**AVAILABLE RECORDS**
****************************************

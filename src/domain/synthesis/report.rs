use chrono::{DateTime, Utc};
use std::fmt;
use std::path::PathBuf;
use std::time::Duration;
use uuid::Uuid;

/// One failed item, kept for the final report
#[derive(Debug, Clone, PartialEq)]
pub struct ItemFailure {
    /// Source path or job id the failure belongs to
    pub subject: String,
    pub message: String,
}

impl ItemFailure {
    pub fn new(subject: impl Into<String>, message: impl Into<String>) -> Self {
        Self {
            subject: subject.into(),
            message: message.into(),
        }
    }
}

impl fmt::Display for ItemFailure {
    fn fmt(&self, f: &mut fmt::Formatter<'_>) -> fmt::Result {
        write!(f, "{}: {}", self.subject, self.message)
    }
}

/// Aggregate result of a batch run
#[derive(Debug, Clone)]
pub struct RunReport {
    pub run_id: Uuid,
    pub started_at: DateTime<Utc>,
    pub elapsed: Duration,
    pub inputs: usize,
    pub submitted: usize,
    pub submission_failures: Vec<ItemFailure>,
    pub job_failures: Vec<ItemFailure>,
    /// Jobs still not terminal when polling gave up
    pub unresolved_jobs: Vec<ItemFailure>,
    pub poll_cycles: u32,
    pub downloads_succeeded: usize,
    pub download_failures: Vec<ItemFailure>,
    /// Downloads not finished when the download timeout fired
    pub downloads_pending: usize,
    pub saved: Vec<PathBuf>,
}

impl RunReport {
    pub fn new(run_id: Uuid, inputs: usize) -> Self {
        Self {
            run_id,
            started_at: Utc::now(),
            elapsed: Duration::ZERO,
            inputs,
            submitted: 0,
            submission_failures: Vec::new(),
            job_failures: Vec::new(),
            unresolved_jobs: Vec::new(),
            poll_cycles: 0,
            downloads_succeeded: 0,
            download_failures: Vec::new(),
            downloads_pending: 0,
            saved: Vec::new(),
        }
    }

    pub fn timed_out(&self) -> bool {
        self.downloads_pending > 0
    }

    /// Items that did not reach a written artifact
    pub fn unresolved_count(&self) -> usize {
        self.submission_failures.len()
            + self.job_failures.len()
            + self.unresolved_jobs.len()
            + self.download_failures.len()
            + self.downloads_pending
    }

    /// True only when every stage completed with zero failures
    pub fn is_success(&self) -> bool {
        self.unresolved_count() == 0 && self.downloads_succeeded == self.submitted
    }
}

impl fmt::Display for RunReport {
    fn fmt(&self, f: &mut fmt::Formatter<'_>) -> fmt::Result {
        writeln!(
            f,
            "Run {} started {}, took {:.1}s",
            self.run_id,
            self.started_at.format("%Y-%m-%d %H:%M:%S UTC"),
            self.elapsed.as_secs_f64()
        )?;
        writeln!(
            f,
            "Submissions: {} succeeded, {} failed (of {} inputs)",
            self.submitted,
            self.submission_failures.len(),
            self.inputs
        )?;
        writeln!(
            f,
            "Jobs: {} failed, {} unresolved after {} poll cycle(s)",
            self.job_failures.len(),
            self.unresolved_jobs.len(),
            self.poll_cycles
        )?;
        writeln!(
            f,
            "Downloads: {} succeeded, {} failed, {} still pending",
            self.downloads_succeeded,
            self.download_failures.len(),
            self.downloads_pending
        )?;

        let sections = [
            ("Failed submissions", &self.submission_failures),
            ("Failed jobs", &self.job_failures),
            ("Unresolved jobs", &self.unresolved_jobs),
            ("Failed downloads", &self.download_failures),
        ];
        for (title, failures) in sections {
            if failures.is_empty() {
                continue;
            }
            writeln!(f, "{}:", title)?;
            for failure in failures {
                writeln!(f, "  {}", failure)?;
            }
        }

        if self.timed_out() {
            writeln!(
                f,
                "Download phase timed out with {} item(s) unresolved",
                self.downloads_pending
            )?;
        }

        if self.is_success() {
            write!(
                f,
                "Successfully generated and downloaded {} voice syntheses",
                self.downloads_succeeded
            )
        } else {
            write!(f, "Run incomplete: {} item(s) unresolved", self.unresolved_count())
        }
    }
}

****************************************

**TASK TO COMPLETE**
All of the data above is to be given again, word for word.

**WRITTEN RESPONSE**
filename src/domain/synthesis/report.rs
use chrono::{DateTime, Utc};
use std::fmt;
use std::path::PathBuf;
use std::time::Duration;
use uuid::Uuid;

/// One failed item, kept for the final report
#[derive(Debug, Clone, PartialEq)]
pub struct ItemFailure {
    /// Source path or job id the failure belongs to
    pub subject: String,
    pub message: String,
}

impl ItemFailure {
    pub fn new(subject: impl Into<String>, message: impl Into<String>) -> Self {
        Self {
            subject: subject.into(),
            message: message.into(),
        }
    }
}

impl fmt::Display for ItemFailure {
    fn fmt(&self, f: &mut fmt::Formatter<'_>) -> fmt::Result {
        write!(f, "{}: {}", self.subject, self.message)
    }
}

/// Aggregate result of a batch run
#[derive(Debug, Clone)]
pub struct RunReport {
    pub run_id: Uuid,
    pub started_at: DateTime<Utc>,
    pub elapsed: Duration,
    pub inputs: usize,
    pub submitted: usize,
    pub submission_failures: Vec<ItemFailure>,
    pub job_failures: Vec<ItemFailure>,
    /// Jobs still not terminal when polling gave up
    pub unresolved_jobs: Vec<ItemFailure>,
    pub poll_cycles: u32,
    pub downloads_succeeded: usize,
    pub download_failures: Vec<ItemFailure>,
    /// Downloads not finished when the download timeout fired
    pub downloads_pending: usize,
    pub saved: Vec<PathBuf>,
}

impl RunReport {
    pub fn new(run_id: Uuid, inputs: usize) -> Self {
        Self {
            run_id,
            started_at: Utc::now(),
            elapsed: Duration::ZERO,
            inputs,
            submitted: 0,
            submission_failures: Vec::new(),
            job_failures: Vec::new(),
            unresolved_jobs: Vec::new(),
            poll_cycles: 0,
            downloads_succeeded: 0,
            download_failures: Vec::new(),
            downloads_pending: 0,
            saved: Vec::new(),
        }
    }

    pub fn timed_out(&self) -> bool {
        self.downloads_pending > 0
    }

    /// Items that did not reach a written artifact
    pub fn unresolved_count(&self) -> usize {
        self.submission_failures.len()
            + self.job_failures.len()
            + self.unresolved_jobs.len()
            + self.download_failures.len()
            + self.downloads_pending
    }

    /// True only when every stage completed with zero failures
    pub fn is_success(&self) -> bool {
        self.unresolved_count() == 0 && self.downloads_succeeded == self.submitted
    }
}

impl fmt::Display for RunReport {
    fn fmt(&self, f: &mut fmt::Formatter<'_>) -> fmt::Result {
        writeln!(
            f,
            "Run {} started {}, took {:.1}s",
            self.run_id,
            self.started_at.format("%Y-%m-%d %H:%M:%S UTC"),
            self.elapsed.as_secs_f64()
        )?;
        writeln!(
            f,
            "Submissions: {} succeeded, {} failed (of {} inputs)",
            self.submitted,
            self.submission_failures.len(),
            self.inputs
        )?;
        writeln!(
            f,
            "Jobs: {} failed, {} unresolved after {} poll cycle(s)",
            self.job_failures.len(),
            self.unresolved_jobs.len(),
            self.poll_cycles
        )?;
        writeln!(
            f,
            "Downloads: {} succeeded, {} failed, {} still pending",
            self.downloads_succeeded,
            self.download_failures.len(),
            self.downloads_pending
        )?;

        let sections = [
            ("Failed submissions", &self.submission_failures),
            ("Failed jobs", &self.job_failures),
            ("Unresolved jobs", &self.unresolved_jobs),
            ("Failed downloads", &self.download_failures),
        ];
        for (title, failures) in sections {
            if failures.is_empty() {
                continue;
            }
            writeln!(f, "{}:", title)?;
            for failure in failures {
                writeln!(f, "  {}", failure)?;
            }
        }

        if self.timed_out() {
            writeln!(
                f,
                "Download phase timed out with {} item(s) unresolved",
                self.downloads_pending
            )?;
        }

        if self.is_success() {
            write!(
                f,
                "Successfully generated and downloaded {} voice syntheses",
                self.downloads_succeeded
            )
        } else {
            write!(f, "Run incomplete: {} item(s) unresolved", self.unresolved_count())
        }
    }
}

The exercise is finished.